Karadeniz’de doğuya doğru gidildikçe sizi Ordu civarında zaten büyülemiş
olan doğa ve yeşillik, Trabzon’dan sonra giderek artıyor. Trabzon’un şehir
bölgesini pas geçiyorum, çünkü Trabzon genel görünüm olarak tam masif bir beton
bloktur. Sahilden geçerken Karşıyaka mezarlığından geçiyormuşsunuz gibi içiniz
kararır. Yeşil alanı %1’e indirilmiş İstanbul ile yarış edemez ama,
karmakarışıktır. Şehir planlamacılık hangi esaslara göre yapılmıştır,
bilemezsiniz. Bu karışık cadde ve sokaklar örümcek ağı gibi örülmüş ışıklı
ışıksız tablelalarla bezenince, tadından yenmez bir şehir manzarası oluşur. Deniz
kenarına yakın AVM vardır ama şöyle güzel bir park yoktur. Bir de Karadeniz
sahil yolu denen garabet var, unutmayalım. Şehiri ve şehir insanını denizden
acımasızca koparan bir yoldur bu. Yahu yolu arkadan dağların içinden geçir ne
var? Olmaaz... Deniz kenarında yaşıyorsun ama sahile ulaşmak bir işkence. Zaten
en geniş yerinde 60-100 m arasında olan kıta sahanlığını yok ettiği için balık
da üreyemez buralarda. Batumdan gelen turist balıklar avlanır. Tabi o da
trollerle nasıl avlanıyor duymuşsunuzdur eminim. Buralarda pek balık kalmadı,
büyüyemeden avlanıyor ve balık buradan hep kaçıyor. Neredeyse hiç üremiyor.
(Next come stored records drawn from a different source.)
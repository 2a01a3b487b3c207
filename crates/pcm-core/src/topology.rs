//! Dense index sets and sparse incidence matrices derived from a [`Case`].
//!
//! ```text
//! gen_to_bus    (n_bus × n_gen):    G[bus(g), g] = 1
//! branch_to_bus (n_bus × n_branch): A[to(br), br] = +1, A[from(br), br] = -1
//! ```
//!
//! Branch columns list AC branches first, then DC lines. With those two
//! matrices the nodal balance for one hour reads `G·pg + A·pf = demand`, so
//! model builders walk matrix rows instead of searching element lists.
//!
//! Data-cleaning conventions are applied here, once: a rating, `pmax` or
//! `ramp30` of exactly zero becomes `+∞`, and profile-driven generators
//! (hydro, solar, wind) get an unbounded `pmax` since their ceiling comes from
//! their availability profile.

use std::collections::{HashMap, HashSet};

use petgraph::unionfind::UnionFind;
use sprs::{CsMat, TriMat};

use crate::case::LinearCost;
use crate::diagnostics::Diagnostics;
use crate::error::{CaseError, CaseResult};
use crate::{BranchId, BusId, Case, GenId};

fn zero_as_unbounded(value: f64) -> f64 {
    if value == 0.0 {
        f64::INFINITY
    } else {
        value
    }
}

#[derive(Debug, Clone)]
pub struct Topology {
    bus_ids: Vec<BusId>,
    bus_index: HashMap<BusId, usize>,
    gen_ids: Vec<GenId>,
    gen_bus: Vec<usize>,
    gen_pmin: Vec<f64>,
    gen_pmax: Vec<f64>,
    gen_ramp30: Vec<f64>,
    gen_cost: Vec<LinearCost>,
    gen_pg0: Vec<f64>,
    branch_ids: Vec<BranchId>,
    branch_from: Vec<usize>,
    branch_to: Vec<usize>,
    branch_rating: Vec<f64>,
    ac_reactance: Vec<f64>,
    gen_to_bus: CsMat<f64>,
    branch_to_bus: CsMat<f64>,
    hydro: Vec<usize>,
    solar: Vec<usize>,
    wind: Vec<usize>,
    reference_buses: Vec<usize>,
    island_of_bus: Vec<usize>,
    bus_share: Vec<f64>,
}

impl Topology {
    /// Derive index maps, incidence matrices and fuel subsets from `case`.
    ///
    /// Fails with [`CaseError::DanglingBus`] when any generator or branch
    /// references a bus missing from the bus table.
    pub fn build(case: &Case) -> CaseResult<Self> {
        let bus_ids: Vec<BusId> = case.buses().iter().map(|b| b.id).collect();
        let bus_index: HashMap<BusId, usize> = bus_ids
            .iter()
            .enumerate()
            .map(|(idx, id)| (*id, idx))
            .collect();
        let n_bus = bus_ids.len();

        let lookup = |element: String, bus: BusId| -> CaseResult<usize> {
            bus_index
                .get(&bus)
                .copied()
                .ok_or(CaseError::DanglingBus {
                    element,
                    bus: bus.value(),
                })
        };

        let gens = case.gens();
        let mut gen_bus = Vec::with_capacity(gens.len());
        let mut gen_triplets = TriMat::new((n_bus, gens.len()));
        for (g, gen) in gens.iter().enumerate() {
            let bus = lookup(gen.id.to_string(), gen.bus)?;
            gen_triplets.add_triplet(bus, g, 1.0);
            gen_bus.push(bus);
        }

        let n_branch = case.branches().len() + case.dc_lines().len();
        let mut branch_ids = Vec::with_capacity(n_branch);
        let mut branch_from = Vec::with_capacity(n_branch);
        let mut branch_to = Vec::with_capacity(n_branch);
        let mut branch_rating = Vec::with_capacity(n_branch);
        let mut ac_reactance = Vec::with_capacity(case.branches().len());

        for branch in case.branches() {
            branch_ids.push(branch.id);
            branch_from.push(lookup(branch.id.to_string(), branch.from_bus)?);
            branch_to.push(lookup(branch.id.to_string(), branch.to_bus)?);
            branch_rating.push(zero_as_unbounded(branch.rating));
            ac_reactance.push(branch.reactance);
        }
        for line in case.dc_lines() {
            let label = format!("dc line {}", line.id.value());
            branch_ids.push(line.id);
            branch_from.push(lookup(label.clone(), line.from_bus)?);
            branch_to.push(lookup(label, line.to_bus)?);
            branch_rating.push(zero_as_unbounded(line.rating));
        }

        let mut branch_triplets = TriMat::new((n_bus, n_branch));
        for br in 0..n_branch {
            branch_triplets.add_triplet(branch_to[br], br, 1.0);
            branch_triplets.add_triplet(branch_from[br], br, -1.0);
        }

        let mut hydro = Vec::new();
        let mut solar = Vec::new();
        let mut wind = Vec::new();
        for (g, gen) in gens.iter().enumerate() {
            if gen.fuel.is_hydro() {
                hydro.push(g);
            } else if gen.fuel.is_solar() {
                solar.push(g);
            } else if gen.fuel.is_wind() {
                wind.push(g);
            }
        }

        let gen_pmax = gens
            .iter()
            .map(|g| {
                if g.fuel.is_profile_driven() {
                    f64::INFINITY
                } else {
                    zero_as_unbounded(g.pmax)
                }
            })
            .collect();

        // Angle references follow AC connectivity only; islands for supply
        // checks also follow DC lines.
        let n_ac = ac_reactance.len();
        let mut ac_sets = UnionFind::<usize>::new(n_bus);
        let mut all_sets = UnionFind::<usize>::new(n_bus);
        for br in 0..n_branch {
            if br < n_ac {
                ac_sets.union(branch_from[br], branch_to[br]);
            }
            all_sets.union(branch_from[br], branch_to[br]);
        }
        let mut seen_roots = HashSet::new();
        let mut reference_buses = Vec::new();
        for bus in 0..n_bus {
            if seen_roots.insert(ac_sets.find(bus)) {
                reference_buses.push(bus);
            }
        }
        let island_of_bus = (0..n_bus).map(|bus| all_sets.find(bus)).collect();

        Ok(Self {
            bus_ids,
            bus_index,
            gen_ids: gens.iter().map(|g| g.id).collect(),
            gen_bus,
            gen_pmin: gens.iter().map(|g| g.pmin).collect(),
            gen_pmax,
            gen_ramp30: gens.iter().map(|g| zero_as_unbounded(g.ramp30)).collect(),
            gen_cost: gens.iter().map(|g| g.cost).collect(),
            gen_pg0: gens.iter().map(|g| g.pg0).collect(),
            branch_ids,
            branch_from,
            branch_to,
            branch_rating,
            ac_reactance,
            gen_to_bus: gen_triplets.to_csr(),
            branch_to_bus: branch_triplets.to_csr(),
            hydro,
            solar,
            wind,
            reference_buses,
            island_of_bus,
            bus_share: case.bus_zone_shares(),
        })
    }

    pub fn n_bus(&self) -> usize {
        self.bus_ids.len()
    }

    pub fn n_gen(&self) -> usize {
        self.gen_ids.len()
    }

    /// AC branches plus DC lines.
    pub fn n_branch(&self) -> usize {
        self.branch_ids.len()
    }

    pub fn n_ac_branch(&self) -> usize {
        self.ac_reactance.len()
    }

    pub fn bus_ids(&self) -> &[BusId] {
        &self.bus_ids
    }

    pub fn bus_index(&self, id: BusId) -> Option<usize> {
        self.bus_index.get(&id).copied()
    }

    pub fn gen_ids(&self) -> &[GenId] {
        &self.gen_ids
    }

    pub fn branch_ids(&self) -> &[BranchId] {
        &self.branch_ids
    }

    /// Generator-to-bus incidence, CSR with bus rows.
    pub fn gen_to_bus(&self) -> &CsMat<f64> {
        &self.gen_to_bus
    }

    /// Branch-to-bus incidence, CSR with bus rows.
    pub fn branch_to_bus(&self) -> &CsMat<f64> {
        &self.branch_to_bus
    }

    pub fn gen_bus(&self) -> &[usize] {
        &self.gen_bus
    }

    pub fn gen_pmin(&self) -> &[f64] {
        &self.gen_pmin
    }

    /// Dispatch ceiling; `+∞` for profile-driven units and zero source values.
    pub fn gen_pmax(&self) -> &[f64] {
        &self.gen_pmax
    }

    /// Half-hour ramp limit; `+∞` where the source value is zero.
    pub fn gen_ramp30(&self) -> &[f64] {
        &self.gen_ramp30
    }

    pub fn gen_cost(&self) -> &[LinearCost] {
        &self.gen_cost
    }

    /// Dispatch at scenario start, used for first-interval ramp continuity.
    pub fn gen_pg0(&self) -> &[f64] {
        &self.gen_pg0
    }

    pub fn branch_from(&self) -> &[usize] {
        &self.branch_from
    }

    pub fn branch_to(&self) -> &[usize] {
        &self.branch_to
    }

    /// Rating per branch column; `+∞` where the source rating is zero.
    pub fn branch_rating(&self) -> &[f64] {
        &self.branch_rating
    }

    /// Reactance of the AC branch columns (the first `n_ac_branch`).
    pub fn ac_reactance(&self) -> &[f64] {
        &self.ac_reactance
    }

    pub fn hydro(&self) -> &[usize] {
        &self.hydro
    }

    pub fn solar(&self) -> &[usize] {
        &self.solar
    }

    pub fn wind(&self) -> &[usize] {
        &self.wind
    }

    /// Branch columns with a finite rating.
    pub fn bounded_branches(&self) -> Vec<usize> {
        (0..self.n_branch())
            .filter(|&br| self.branch_rating[br].is_finite())
            .collect()
    }

    /// Generators with a finite dispatch ceiling.
    pub fn bounded_gens(&self) -> Vec<usize> {
        (0..self.n_gen())
            .filter(|&g| self.gen_pmax[g].is_finite())
            .collect()
    }

    /// Generators with a finite ramp limit.
    pub fn ramp_limited_gens(&self) -> Vec<usize> {
        (0..self.n_gen())
            .filter(|&g| self.gen_ramp30[g].is_finite())
            .collect()
    }

    /// One bus per AC-connected island whose angle is pinned to zero.
    pub fn reference_buses(&self) -> &[usize] {
        &self.reference_buses
    }

    /// Number of islands when AC branches and DC lines both connect buses.
    pub fn island_count(&self) -> usize {
        let mut roots = self.island_of_bus.clone();
        roots.sort_unstable();
        roots.dedup();
        roots.len()
    }

    /// Islands that contain no generator at all.
    ///
    /// Such an island is an error when any of its buses takes a share of
    /// zonal demand, since every interval is then infeasible without load
    /// shedding. Otherwise it is only a warning.
    pub fn diagnostics(&self) -> Diagnostics {
        let mut diag = Diagnostics::new();
        let supplied: HashSet<usize> = self
            .gen_bus
            .iter()
            .map(|&bus| self.island_of_bus[bus])
            .collect();
        let demanded: HashSet<usize> = (0..self.n_bus())
            .filter(|&bus| self.bus_share[bus] > 0.0)
            .map(|bus| self.island_of_bus[bus])
            .collect();

        let mut reported = HashSet::new();
        for bus in 0..self.n_bus() {
            let root = self.island_of_bus[bus];
            if supplied.contains(&root) || !reported.insert(root) {
                continue;
            }
            let entity = self.bus_ids[bus].to_string();
            if demanded.contains(&root) {
                diag.add_error_with_entity(
                    "topology",
                    "island has demand but no generation",
                    &entity,
                );
            } else {
                diag.add_warning_with_entity("topology", "island has no generation", &entity);
            }
        }
        diag
    }
}

#[cfg(test)]
mod tests {
    use super::*;
    use crate::case::{CaseData, DcLineData, Fuel};
    use crate::fixtures::three_bus_data;

    fn topology(data: CaseData) -> Topology {
        Topology::build(&Case::from_data(data).unwrap()).unwrap()
    }

    #[test]
    fn test_bus_index_map() {
        let mut data = three_bus_data();
        data.buses[0].id = 10;
        data.branches[0].from_bus = 10;
        data.gens[0].bus = 10;
        let topo = topology(data);
        assert_eq!(topo.bus_index(BusId::new(10)), Some(0));
        assert_eq!(topo.bus_index(BusId::new(3)), Some(2));
        assert_eq!(topo.bus_index(BusId::new(1)), None);
    }

    #[test]
    fn test_gen_incidence_one_per_column() {
        let topo = topology(three_bus_data());
        let g = topo.gen_to_bus();
        assert_eq!(g.shape(), (3, 3));
        assert_eq!(g.nnz(), topo.n_gen());

        let by_column = g.to_csc();
        for col in 0..topo.n_gen() {
            let column = by_column.outer_view(col).unwrap();
            assert_eq!(column.nnz(), 1);
            let (row, &value) = column.iter().next().unwrap();
            assert_eq!(row, topo.gen_bus()[col]);
            assert_eq!(value, 1.0);
        }
    }

    #[test]
    fn test_branch_incidence_two_per_column() {
        let mut data = three_bus_data();
        data.dc_lines.push(DcLineData {
            id: 5,
            from_bus: 3,
            to_bus: 1,
            rating: 25.0,
        });
        let topo = topology(data);
        assert_eq!(topo.n_branch(), 3);
        assert_eq!(topo.n_ac_branch(), 2);

        let by_column = topo.branch_to_bus().to_csc();
        for col in 0..topo.n_branch() {
            let column = by_column.outer_view(col).unwrap();
            assert_eq!(column.nnz(), 2);
            let sum: f64 = column.iter().map(|(_, &v)| v).sum();
            assert_eq!(sum, 0.0);
            for (row, &value) in column.iter() {
                if value > 0.0 {
                    assert_eq!(row, topo.branch_to()[col]);
                    assert_eq!(value, 1.0);
                } else {
                    assert_eq!(row, topo.branch_from()[col]);
                    assert_eq!(value, -1.0);
                }
            }
        }
        // DC line is the last column
        assert_eq!(topo.branch_ids()[2], BranchId::new(5));
        assert_eq!(topo.branch_from()[2], 2);
        assert_eq!(topo.branch_to()[2], 0);
    }

    #[test]
    fn test_zero_rating_is_unbounded() {
        let mut data = three_bus_data();
        data.branches[0].rating = 0.0;
        let topo = topology(data);
        assert!(topo.branch_rating()[0].is_infinite());
        assert_eq!(topo.bounded_branches(), vec![1]);
    }

    #[test]
    fn test_profile_gens_unbounded_pmax() {
        let mut data = three_bus_data();
        data.gens[0].fuel = Fuel::Wind;
        data.gens[1].fuel = Fuel::Hydro;
        data.gens[2].ramp30 = 5.0;
        let topo = topology(data);
        assert_eq!(topo.wind(), &[0]);
        assert_eq!(topo.hydro(), &[1]);
        assert!(topo.solar().is_empty());
        assert_eq!(topo.bounded_gens(), vec![2]);
        assert_eq!(topo.ramp_limited_gens(), vec![2]);
    }

    #[test]
    fn test_reference_bus_per_ac_island() {
        let mut data = three_bus_data();
        // Drop the 2-3 branch and tie bus 3 back with a DC line
        data.branches.pop();
        data.dc_lines.push(DcLineData {
            id: 9,
            from_bus: 2,
            to_bus: 3,
            rating: 100.0,
        });
        let topo = topology(data);
        assert_eq!(topo.reference_buses(), &[0, 2]);
        assert_eq!(topo.island_count(), 1);
        assert_eq!(topo.diagnostics().warning_count(), 0);
    }

    #[test]
    fn test_island_without_generation_reported() {
        let mut data = three_bus_data();
        data.branches.pop();
        data.gens.pop();
        let topo = topology(data);
        assert_eq!(topo.island_count(), 2);
        // Bus 3 carries all of zone 1's demand
        let diag = topo.diagnostics();
        assert_eq!(diag.warning_count(), 0);
        assert_eq!(diag.error_count(), 1);
        assert!(diag.errors().any(|i| i.entity.as_deref() == Some("bus 3")));
    }

    #[test]
    fn test_unsupplied_island_without_demand_is_warning() {
        let mut data = three_bus_data();
        data.branches.pop();
        data.gens.pop();
        data.buses[2].demand = 0.0;
        data.buses[0].demand = 10.0;
        let topo = topology(data);
        let diag = topo.diagnostics();
        assert!(!diag.has_errors());
        assert_eq!(diag.warning_count(), 1);
        assert!(diag.warnings().any(|i| i.entity.as_deref() == Some("bus 3")));
    }
}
Bu
benim gördüğüm içler acınası bir konu ve duyarsızlık hat safhada. Ama bu
açgözlülükle mücadele edilmez.
O bakımdan dönelim konumuza...Böyle olduğu için Trabzon içi değil de mesela
Sürmene’den sonra yeşillik, güzellik başlıyor diyebiliriz (Görüyorsun değil mi
aslında hep güzelden bahsetmek istiyorum). Rize’ye geldiğiniz zaman yeşil
katsayısının burada çok daha fazla olduğunu açıkça görüyorsunuz. Tabi ki bu
durum şüphesiz bölgenin almış olduğu yağış oranıyla ilgili (Resim 1). Tepelerde
gördüğünüz bitki örtüsü de belirgin bir şekilde değişiyor. Ağaçları bir yana,
Ordu’da başınızı nereye çevirirseniz mutlaka fındık ocakları görürsünüz. Bu
neredeyse Ordu’nun en iç kesimlerinde bile böyledir. Rize’de ise fındığın
yerini çay almış sanki (Resim 2). Çay uzaktan bakıldığında yemyeşil bir halı
gibi görünüyor ve bu görüntüsünden dolayı tepelerde çok daha yoğun ve kesintisiz
bir yeşillik yaz, kış hakim. Bir de olayın tarım yönü var tabi ki. Örneğin, siz
Ordu’da çay yetiştirmeyi başarsanız bile kimseye satamazsınız, çünkü
almazlarmış. Şehirler kendi aralarında bazı tarım ürünlerini paylaşmışlar.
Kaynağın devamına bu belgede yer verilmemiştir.